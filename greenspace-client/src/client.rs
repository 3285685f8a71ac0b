//! GreenSpaceClient - typestate facade over the SDK components.

use serde_json::{Value, json};
use shared::client::{LoginRequest, LoginResponse, UserInfo};
use shared::models::{DeviceTokenRegistration, Notification};
use std::marker::PhantomData;
use std::sync::Arc;

use crate::actions::{MaterialOrderActions, ServiceOrderActions};
use crate::address::{AddressCascade, OpenApiAddressProvider};
use crate::config::ClientConfig;
use crate::endpoints;
use crate::error::{ClientError, ClientResult};
use crate::fetcher::OrderFetcher;
use crate::http::{HttpClient, NetworkHttpClient};
use crate::moderation::ModerationClient;
use crate::session::{Session, SessionStore};
use crate::types::{Authenticated, ClientState, Guest};
use crate::upload::{CloudinaryUploader, ImageUploader};
use crate::wallet::{WalletContext, WalletSnapshot};

/// GreenSpace customer client
pub struct GreenSpaceClient<S: ClientState, C: HttpClient = NetworkHttpClient> {
    config: ClientConfig,
    http: Arc<C>,
    store: Option<SessionStore>,
    uploader: Option<Arc<dyn ImageUploader>>,
    user: Option<UserInfo>,
    wallet: Option<WalletContext<C>>,
    _state: PhantomData<S>,
}

impl<S: ClientState, C: HttpClient + Clone + 'static> GreenSpaceClient<S, C> {
    pub fn config(&self) -> &ClientConfig {
        &self.config
    }

    pub fn session_store(&self) -> Option<&SessionStore> {
        self.store.as_ref()
    }

    fn transition<T: ClientState>(self) -> GreenSpaceClient<T, C> {
        GreenSpaceClient {
            config: self.config,
            http: self.http,
            store: self.store,
            uploader: self.uploader,
            user: self.user,
            wallet: self.wallet,
            _state: PhantomData,
        }
    }
}

// ============================================================================
// Guest State
// ============================================================================

impl GreenSpaceClient<Guest> {
    /// Create a client talking to the configured backend.
    pub fn new(config: ClientConfig) -> ClientResult<Self> {
        let http = NetworkHttpClient::new(&config)?;
        Ok(Self::with_http(config, http))
    }
}

impl<C: HttpClient + Clone + 'static> GreenSpaceClient<Guest, C> {
    /// Create a client over any transport.
    pub fn with_http(config: ClientConfig, http: C) -> Self {
        let store = config.session_dir.clone().map(SessionStore::new);
        let uploader = config
            .cloudinary
            .clone()
            .map(|c| Arc::new(CloudinaryUploader::new(c)) as Arc<dyn ImageUploader>);
        Self {
            config,
            http: Arc::new(http),
            store,
            uploader,
            user: None,
            wallet: None,
            _state: PhantomData,
        }
    }

    /// Replace the image uploader used for contract signatures.
    pub fn with_uploader(mut self, uploader: Arc<dyn ImageUploader>) -> Self {
        self.uploader = Some(uploader);
        self
    }

    /// Sign in with email and password.
    ///
    /// The session is written to the session store when one is configured.
    pub async fn login(
        self,
        email: &str,
        password: &str,
    ) -> ClientResult<GreenSpaceClient<Authenticated, C>> {
        if email.trim().is_empty() || password.is_empty() {
            return Err(ClientError::Validation(
                "email and password are required".into(),
            ));
        }
        let request = LoginRequest {
            email: email.trim().to_string(),
            password: password.to_string(),
        };
        let response: LoginResponse = self.http.post(endpoints::LOGIN, &request).await?;
        tracing::info!(user_id = %response.user.id, "Customer logged in");

        let client = self
            .authenticate(response.token.clone(), response.user.clone(), None)
            .await;
        if let Some(store) = &client.store
            && let Err(e) = store.save(&Session::new(response.token, response.user))
        {
            tracing::warn!(path = %store.path().display(), error = %e, "Could not persist session");
        }
        Ok(client)
    }

    /// Resume a session without talking to the backend.
    pub async fn restore_session(self, session: Session) -> GreenSpaceClient<Authenticated, C> {
        tracing::info!(user_id = %session.user.id, "Session restored");
        self.authenticate(session.token, session.user, session.wallet).await
    }

    /// Resume the session saved in the session store, if any.
    pub async fn restore_saved(self) -> Result<GreenSpaceClient<Authenticated, C>, Self> {
        match self.store.as_ref().and_then(SessionStore::load) {
            Some(session) => Ok(self.restore_session(session).await),
            None => Err(self),
        }
    }

    async fn authenticate(
        mut self,
        token: String,
        user: UserInfo,
        wallet: Option<WalletSnapshot>,
    ) -> GreenSpaceClient<Authenticated, C> {
        Arc::make_mut(&mut self.http).set_token(Some(token));
        let mut context = WalletContext::new(
            Arc::clone(&self.http),
            user.id.clone(),
            self.config.wallet_cache_ttl,
        );
        if let Some(store) = &self.store {
            context = context.with_store(store.clone());
        }
        if let Some(snapshot) = wallet {
            context.restore(snapshot).await;
        }
        self.wallet = Some(context);
        self.user = Some(user);
        self.transition()
    }
}

// ============================================================================
// Authenticated State
// ============================================================================

impl<C: HttpClient + Clone + 'static> GreenSpaceClient<Authenticated, C> {
    pub fn user(&self) -> ClientResult<&UserInfo> {
        self.user.as_ref().ok_or(ClientError::Unauthorized)
    }

    pub fn token(&self) -> Option<&str> {
        self.http.token()
    }

    pub fn http(&self) -> &Arc<C> {
        &self.http
    }

    pub fn wallet(&self) -> ClientResult<&WalletContext<C>> {
        self.wallet.as_ref().ok_or(ClientError::Unauthorized)
    }

    pub fn fetcher(&self) -> OrderFetcher<C> {
        OrderFetcher::new(Arc::clone(&self.http))
    }

    pub fn service_orders(&self) -> ClientResult<ServiceOrderActions<C>> {
        let actions = ServiceOrderActions::new(
            Arc::clone(&self.http),
            self.wallet()?.clone(),
            self.config.payment_policy,
        );
        Ok(match &self.uploader {
            Some(uploader) => actions.with_uploader(Arc::clone(uploader)),
            None => actions,
        })
    }

    pub fn material_orders(&self) -> ClientResult<MaterialOrderActions<C>> {
        Ok(MaterialOrderActions::new(
            Arc::clone(&self.http),
            self.wallet()?.clone(),
        ))
    }

    pub fn moderation(&self) -> ModerationClient {
        ModerationClient::new(self.config.moderation.clone())
    }

    pub fn address_cascade(&self) -> AddressCascade<OpenApiAddressProvider> {
        AddressCascade::new(OpenApiAddressProvider::new(
            self.config.address_api_url.clone(),
        ))
    }

    /// Register the device's push token for order notifications.
    pub async fn register_device_token(&self, device_token: &str) -> ClientResult<()> {
        let body = DeviceTokenRegistration {
            user_id: self.user()?.id.clone(),
            device_token: device_token.to_string(),
        };
        let _: Value = self.http.post(endpoints::DEVICE_TOKEN, &body).await?;
        tracing::debug!(user_id = %body.user_id, "Device token registered");
        Ok(())
    }

    /// Notifications, newest first.
    pub async fn notifications(&self) -> ClientResult<Vec<Notification>> {
        let path = endpoints::notifications_for_user(&self.user()?.id);
        let mut notifications: Vec<Notification> = match self.http.get(&path).await {
            Ok(list) => list,
            Err(ClientError::NotFound(_)) => Vec::new(),
            Err(e) => return Err(e),
        };
        notifications.sort_by(|a, b| b.creation_date.cmp(&a.creation_date));
        Ok(notifications)
    }

    pub async fn mark_notification_read(&self, id: &str) -> ClientResult<()> {
        let _: Value = self
            .http
            .put(&endpoints::notification_read(id), &json!({}))
            .await?;
        Ok(())
    }

    /// Persist token, user and the current wallet snapshot.
    pub async fn save_session(&self) -> ClientResult<()> {
        let Some(store) = &self.store else {
            return Ok(());
        };
        let token = self
            .token()
            .ok_or(ClientError::Unauthorized)?
            .to_string();
        let mut session = Session::new(token, self.user()?.clone());
        session.wallet = Some(self.wallet()?.snapshot().await);
        store.save(&session)?;
        Ok(())
    }

    /// Sign out and forget the saved session.
    pub fn logout(mut self) -> ClientResult<GreenSpaceClient<Guest, C>> {
        if let Some(store) = &self.store {
            store.delete()?;
        }
        self.wallet = None;
        Arc::make_mut(&mut self.http).set_token(None);
        if let Some(user) = self.user.take() {
            tracing::info!(user_id = %user.id, "Customer logged out");
        }
        Ok(self.transition())
    }
}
□ □ □ □ □ □ □
- **THE PROBLEM**: Look over the records above and filter for each line with the word "Create".

- **ANSWER SECTION**:
    /// Create a client talking to the configured backend.
    /// Create a client over any transport.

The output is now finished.